Next day I made an appointment with the doctor. I could visit her within an hour. Completely in tears, I told her what was happening to me and that I needed help because I couldn’t help myself at this stage. The same day I had my intake with the GGZ (the centralised mental health institute in the Netherlands), and since I exactly knew what was wrong with me, I was again referred to a psychologist.
Again? What is wrong with me? Another defect?
I was so sure that this was something different. But in the first conversation with the psychologist, I was told that this happens a lot with people who think as I do and that the odds are in my favour to heal mentally as well.
What a relief! Not something I make, but part of how I’m built.

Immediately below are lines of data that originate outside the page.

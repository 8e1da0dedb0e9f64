use std::fmt;
use std::sync::LazyLock;

use regex::Regex;

static SEED_PATTERN: LazyLock<Regex> = LazyLock::new(|| {
    Regex::new(r"^https?://[^\s/$.?#].[^\s]*$").expect("seed url pattern compiles")
});

/// A thread URL that passed validation and may enter the pipeline.
#[derive(Debug, Clone, PartialEq, Eq, Hash, PartialOrd, Ord)]
pub struct SeedUrl(String);

impl SeedUrl {
    /// Validates `raw` as an absolute http(s) URL without embedded whitespace.
    pub fn parse(raw: &str) -> Option<Self> {
        is_seed_url(raw).then(|| Self(raw.to_string()))
    }

    pub fn as_str(&self) -> &str {
        &self.0
    }
}

impl fmt::Display for SeedUrl {
    fn fmt(&self, f: &mut fmt::Formatter<'_>) -> fmt::Result {
        f.write_str(&self.0)
    }
}

impl AsRef<str> for SeedUrl {
    fn as_ref(&self) -> &str {
        &self.0
    }
}

pub fn is_seed_url(raw: &str) -> bool {
    SEED_PATTERN.is_match(raw)
}

/// Result of validating the seed file: accepted seeds in file order plus the
/// lines that were rejected, so the caller can report them.
#[derive(Debug, Clone, Default, PartialEq, Eq)]
pub struct SeedList {
    pub seeds: Vec<SeedUrl>,
    pub rejected: Vec<String>,
}

impl SeedList {
    pub fn is_empty(&self) -> bool {
        self.seeds.is_empty()
    }
}

/// Splits LF or CRLF separated input into seeds. Lines are trimmed and blank
/// lines are ignored; anything else that fails validation lands in `rejected`.
pub fn parse_seed_lines(raw: &str) -> SeedList {
    let mut list = SeedList::default();
    for line in raw.lines().map(str::trim).filter(|line| !line.is_empty()) {
        match SeedUrl::parse(line) {
            Some(seed) => list.seeds.push(seed),
            None => list.rejected.push(line.to_string()),
        }
    }
    list
}
//! Bounded retry with exponential backoff.

use std::future::Future;
use std::time::Duration;

use threadgrab_core::HarvestSettings;

/// How many extra attempts a failed operation gets, and how long to wait
/// between them.
#[derive(Debug, Clone, Copy, PartialEq, Eq)]
pub struct RetryPolicy {
    /// Attempts allowed after the first one.
    pub retry_budget: u32,
    /// Delay before the first retry; zero disables sleeping.
    pub base_delay: Duration,
    /// Upper bound on any single delay.
    pub max_delay: Duration,
}

impl Default for RetryPolicy {
    fn default() -> Self {
        Self::from(&HarvestSettings::default())
    }
}

impl From<&HarvestSettings> for RetryPolicy {
    fn from(settings: &HarvestSettings) -> Self {
        Self {
            retry_budget: settings.retry_budget,
            base_delay: settings.retry_base_delay,
            max_delay: settings.retry_max_delay,
        }
    }
}

/// The last error once an operation stops being retried.
#[derive(Debug)]
pub struct RetryError<E> {
    pub attempts: u32,
    pub error: E,
}

impl RetryPolicy {
    pub fn immediate(retry_budget: u32) -> Self {
        Self {
            retry_budget,
            base_delay: Duration::ZERO,
            max_delay: Duration::ZERO,
        }
    }

    pub fn max_attempts(&self) -> u32 {
        self.retry_budget.saturating_add(1)
    }

    /// Delay after the 1-based `attempt` failed: `base * 2^(attempt-1)`, capped.
    pub fn backoff(&self, attempt: u32) -> Duration {
        let exp = 1u32 << attempt.saturating_sub(1).min(16);
        self.base_delay.saturating_mul(exp).min(self.max_delay)
    }

    /// Runs `op` until it succeeds, returns a non-retryable error, or the
    /// budget is spent. `op` receives the 1-based attempt number and
    /// `on_retry` is told about every failure that will be retried.
    pub async fn run<T, E, F, Fut>(
        &self,
        mut op: F,
        is_retryable: impl Fn(&E) -> bool,
        mut on_retry: impl FnMut(u32, &E),
    ) -> Result<(T, u32), RetryError<E>>
    where
        F: FnMut(u32) -> Fut,
        Fut: Future<Output = Result<T, E>>,
    {
        let mut attempt = 1u32;
        loop {
            match op(attempt).await {
                Ok(value) => return Ok((value, attempt)),
                Err(error) => {
                    if attempt >= self.max_attempts() || !is_retryable(&error) {
                        return Err(RetryError {
                            attempts: attempt,
                            error,
                        });
                    }
                    on_retry(attempt, &error);
                    let delay = self.backoff(attempt);
                    if !delay.is_zero() {
                        tokio::time::sleep(delay).await;
                    }
                    attempt += 1;
                }
            }
        }
    }
}
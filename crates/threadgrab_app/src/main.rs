mod cli;
mod logging;
mod terminal;

use anyhow::Context;
use clap::Parser;
use grab_logging::{grab_error, grab_info, grab_warn};
use threadgrab_core::load_seed_file;
use threadgrab_engine::Engine;

use crate::cli::Cli;

fn main() -> anyhow::Result<()> {
    let cli = Cli::parse();
    logging::initialize(cli.verbose, cli.log_file.as_deref());
    terminal::print_banner();

    let result = run(&cli);
    if let Err(err) = &result {
        grab_error!("{:#}", err);
    }
    terminal::pause_before_exit(cli.no_pause);
    result
}

fn run(cli: &Cli) -> anyhow::Result<()> {
    let seeds = match load_seed_file(&cli.config) {
        Ok(seeds) => seeds,
        Err(err) if err.is_not_configured() => {
            println!("{err}");
            return Ok(());
        }
        Err(err) => return Err(err.into()),
    };

    for line in &seeds.rejected {
        grab_warn!("{} is not valid URL!", line);
    }
    if seeds.is_empty() {
        println!("{} has no valid URLs", cli.config.display());
        return Ok(());
    }
    grab_info!("Loaded {} thread URLs from {:?}", seeds.seeds.len(), cli.config);

    let engine = Engine::new(cli.settings()).context("failed to build http client")?;
    let summary = engine
        .run_blocking(seeds.seeds)
        .context("failed to start async runtime")?;

    terminal::print_summary(&summary);
    Ok(())
}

“This is going to destroy my career…”
…was what I thought. If I can’t be in this room, how can I stand in front of a crowd of 400 people and tell them what to do? My family suffered while I suffered. My anxiety had everything in its grip. I was unable to do things with my kids. Meet with friends. Go out in public. I felt humiliated and kept hostage by my brain. The only thing I managed to keep going is my work. I managed to do things differently, still make an impact. Even though this might sound counterintuitive, I was actually healing since I learnt that I am resilient and people value my opinion despite my insecurities.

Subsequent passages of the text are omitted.